The room is silent. The officers glance at each other, passing the buck around the room with their eyes.

Colonel Avar steps forward. Her jagged features give her a haughty look, a kind of insulted beauty. Her lips are tight, grim and full of bad news.

“The eastern quadrant has all but fallen,” she states impassively. “We are holding the line across the valley region, but we have outrun our supply chain.”

“What of the north? Are you failing there as well?”

“Arteria is under fire but we have a barrage trained on the Mercury Pass,” replies Col Avar, ignoring the barbed questions. “Nothing can get through, but only whilst supplies last…”

The General grips the edge of the desk.

“This is unacceptable,” he yells, throwing back his head in a snarl. The officers flinch at the sudden outburst. “What is your excuse? How is the enemy making a mockery of you? Explain. Now.”

“It’s the armour,” stutters Major Weeking, a ghostly thin man. The General peers at him. Weeking shrinks back, clearly regretting his utterance.

“If you’ve got something to say, spit it out,” says General Huss. Maj Weeking moves forward, hands quivering as he operates the controls on the side of the desk. The holographic battlefield focuses in, displaying a dry canyon, desolate except for a couple of gnarled trees and some wiry bushes. A column of troops move cautiously along the canyon, armoured Rapytr support vehicles trundling along beside, turrets rotating, scanning the terrain.

A shadow looms over the soldiers. With a whooshing crunch, giant metal feet slam into the dusty ground. The troops scatter as the G-Armour unit straightens up, a metal humanoid machine, towering above them.

Before the soldiers can regroup, the G-Armour unleashes its firepower. Shoulder-mounted cannons spray out bursts of energy, scything indiscriminately through the fleeing men. The Rapytrs and some of the more battle-hardened troops return fire, but to no effect. The G-Armour brandishes its phase blade, the melee weapon extension bursting out of its right arm, cutting the nearest Rapytr in two.

The image freezes, the scene flickering on the desk in front of the officers and their leader.

“The voy-bot was knocked offline by a stray shot,” explains Maj Weeking in a sheepish voice. The General stares at the image, scrutinising the enemy armour unit.

“We dont have anything that can match this tech,” Weeking continues. “In terms of firepower, defences, manevourability; well, you can see how it cut through an entire scout battalion. Put two or three of those on the battlefield and, well…”

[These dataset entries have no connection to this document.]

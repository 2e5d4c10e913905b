//! Value types shared by every pipeline node: edge typing, identity and the
//! embedded linkage state.

mod chain_node;
mod edge_type;
mod node_id;

pub use chain_node::ChainNode;
pub use edge_type::EdgeType;
pub use node_id::{IdAllocator, NodeId};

“I know you don’t want to hear this, sir,” says Col Avar, taking the lead, “but these G-Armour units could cause a situation as desperate as the Sun God campaign.”

“Enough,” screeches General Huss, plummeling the desk with his fist. “Do I have to do the thinking for all you clowns? Are you all too simple to comprehend the one clear weakness of this armour?”

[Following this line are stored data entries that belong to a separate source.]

//! The capability set every pipeline node implements.

use std::any::Any;
use std::cell::Cell;
use std::fmt;

use serde_json::{Map, Value};

use crate::error::{PipelineError, Result};
use crate::pipeline::Pipeline;
use crate::types::{ChainNode, EdgeType, NodeId};

/// Deepest nesting a single render follows before giving up.
pub const MAX_RENDER_DEPTH: usize = 256;

/// Most nodes a single render visits. A node below several paths is visited
/// once per path, so stacked fan-out/fan-in grows renders exponentially.
pub const MAX_RENDER_VISITS: usize = 100_000;

/// Position of a render inside the pipeline: the owning pipeline, how deep
/// the render is, and how many nodes it has visited so far.
#[derive(Debug, Clone, Copy)]
pub struct Walk<'a> {
  pipeline: &'a Pipeline,
  depth: usize,
  visits: &'a Cell<usize>,
}

impl<'a> Walk<'a> {
  /// Walk starting above the root; `visits` counts every node entered.
  pub fn new(pipeline: &'a Pipeline, visits: &'a Cell<usize>) -> Self {
    Self {
      pipeline,
      depth: 0,
      visits,
    }
  }

  pub fn pipeline(&self) -> &'a Pipeline {
    self.pipeline
  }

  pub fn depth(&self) -> usize {
    self.depth
  }

  /// Looks up `id` and returns it with the walk one level deeper.
  pub fn descend(&self, id: NodeId) -> Result<(&'a dyn Node, Walk<'a>)> {
    let node = self.pipeline.node(id)?;
    let depth = self.depth + 1;
    if depth > MAX_RENDER_DEPTH {
      return Err(PipelineError::TooDeep {
        node: id,
        limit: MAX_RENDER_DEPTH,
      });
    }
    let visits = self.visits.get() + 1;
    if visits > MAX_RENDER_VISITS {
      return Err(PipelineError::TooLarge {
        limit: MAX_RENDER_VISITS,
      });
    }
    self.visits.set(visits);
    Ok((node, Walk { depth, ..*self }))
  }
}

/// A vertex of the pipeline graph.
///
/// Implementors embed a [ChainNode] for identity and linkage and add their own
/// configuration plus the two renderers: [Node::tick] (script form) and
/// [Node::marshal] (structured form). Both reach children through a [Walk].
pub trait Node: fmt::Debug + Send + Sync + 'static {
  fn chain(&self) -> &ChainNode;

  /// Only the pipeline links nodes; it rejects configuration that changes this.
  fn chain_mut(&mut self) -> &mut ChainNode;

  fn id(&self) -> NodeId {
    self.chain().id()
  }

  /// Kind tag, e.g. `union`.
  fn desc(&self) -> &'static str {
    self.chain().desc()
  }

  fn children(&self) -> &[NodeId] {
    self.chain().children()
  }

  fn parents(&self) -> &[NodeId] {
    self.chain().parents()
  }

  fn input_edge_type(&self) -> EdgeType {
    self.chain().wants()
  }

  fn output_edge_type(&self) -> EdgeType {
    self.chain().provides()
  }

  /// Writes the script form of this node and the subgraph below it to `buf`.
  fn tick(&self, walk: Walk<'_>, buf: &mut String) -> Result<()>;

  /// Kind-specific fields of the structured form.
  fn properties(&self) -> Map<String, Value> {
    Map::new()
  }

  /// Structured form of this node without its children.
  fn document(&self) -> Map<String, Value> {
    let mut doc = self.properties();
    doc.insert("type".to_string(), Value::from(self.desc()));
    doc.insert("nodeID".to_string(), Value::from(self.id().to_string()));
    doc
  }

  /// Structured form of this node and the subgraph below it.
  fn marshal(&self, walk: Walk<'_>) -> Result<Value> {
    let mut doc = self.document();
    doc.insert(
      "children".to_string(),
      Value::Array(marshal_children(self.children(), walk)?),
    );
    Ok(Value::Object(doc))
  }

  fn as_any(&self) -> &dyn Any;

  fn as_any_mut(&mut self) -> &mut dyn Any;
}

/// Renders each child in order directly after the parent's own call.
///
/// The result is lossy for fan-out: a node with children `[a, b]` renders the
/// same text as the chain `node -> a -> b`. Use the structured form when the
/// shape matters.
pub fn tick_children(children: &[NodeId], walk: Walk<'_>, buf: &mut String) -> Result<()> {
  for child in children {
    let (node, below) = walk.descend(*child)?;
    node.tick(below, buf)?;
  }
  Ok(())
}

/// Structured documents of `children`, in order.
pub fn marshal_children(children: &[NodeId], walk: Walk<'_>) -> Result<Vec<Value>> {
  children
    .iter()
    .map(|child| {
      let (node, below) = walk.descend(*child)?;
      node.marshal(below)
    })
    .collect()
}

The officers avoid looking at the General, shuffling their feet and glancing at each other nervously.

“The pilot. Without the pilot, the armour is useless. Infiltrate their training centres and sabotage them. In fact, launch strikes against any target that is identified as a centre for education, military and civilian. Attack their launch bases; don’t give them a chance to get a man into G-Amour. Link up with the propaganda ministry and develop a campaign decrying the use of this technology. Undermine it with accusations of unethical practice and crimes against humanity.”

General Huss looks around the room, awaiting a response. The men and women nod their heads vigorously. Someone starts to clap halfheartedly, but falters into silence.

“You have your orders,” says the General, turning away from the desk and marching out of the room, his minders following.

The officers begin to discuss plans in mumbling voices, congregating into smaller groups as they determine their strategy. Although slightly bolstered by the General’s instructions, they all know the truth. No matter how many battles they win, or how many attacks they repel, the outcome of the conflict is written.

The enemy has already won.

Ephesians 6:10-17:

Finally, be strong in the Lord and in his mighty power. Put on the full armor of God, so that you can take your stand against the devil’s schemes. For our struggle is not against flesh and blood, but against the rulers, against the authorities, against the powers of this dark world and against the spiritual forces of evil in the heavenly realms. Therefore put on the full armor of God, so that when the day of evil comes, you may be able to stand your ground, and after you have done everything, to stand. Stand firm then, with the belt of truth buckled around your waist, with the breastplate of righteousness in place, and with your feet fitted with the readiness that comes from the gospel of peace. In addition to all this, take up the shield of faith, with which you can extinguish all the flaming arrows of the evil one. Take the helmet of salvation and the sword of the Spirit, which is the word of God.

I hope you enjoyed the story – please comment below with your thoughts and share via social media!

Resolutions is now available to buy!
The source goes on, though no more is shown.